BEGIN
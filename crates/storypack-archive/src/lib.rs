//! Archiving collaborators for storypack.
//!
//! - [`Archiver`] -- compress a directory to a single file and back
//! - [`ZipArchiver`] -- the zip implementation used for `.zip` packages
//! - [`copy_file`] / [`mirror_dir`] -- bulk copy that creates destination
//!   directories and overwrites existing files
//!
//! Everything here is synchronous. Async callers run it on the blocking pool.

pub mod archiver;
pub mod copy;
pub mod error;
pub mod zipfile;

pub use archiver::{Archiver, Compression};
pub use copy::{copy_file, mirror_dir};
pub use error::{ArchiveError, ArchiveResult};
pub use zipfile::ZipArchiver;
END
Action item: Would you copy out every line in the records that includes the string "storypack"?

Written answer:
filename crates/storypack-archive/src/lib.rs
//! Archiving collaborators for storypack.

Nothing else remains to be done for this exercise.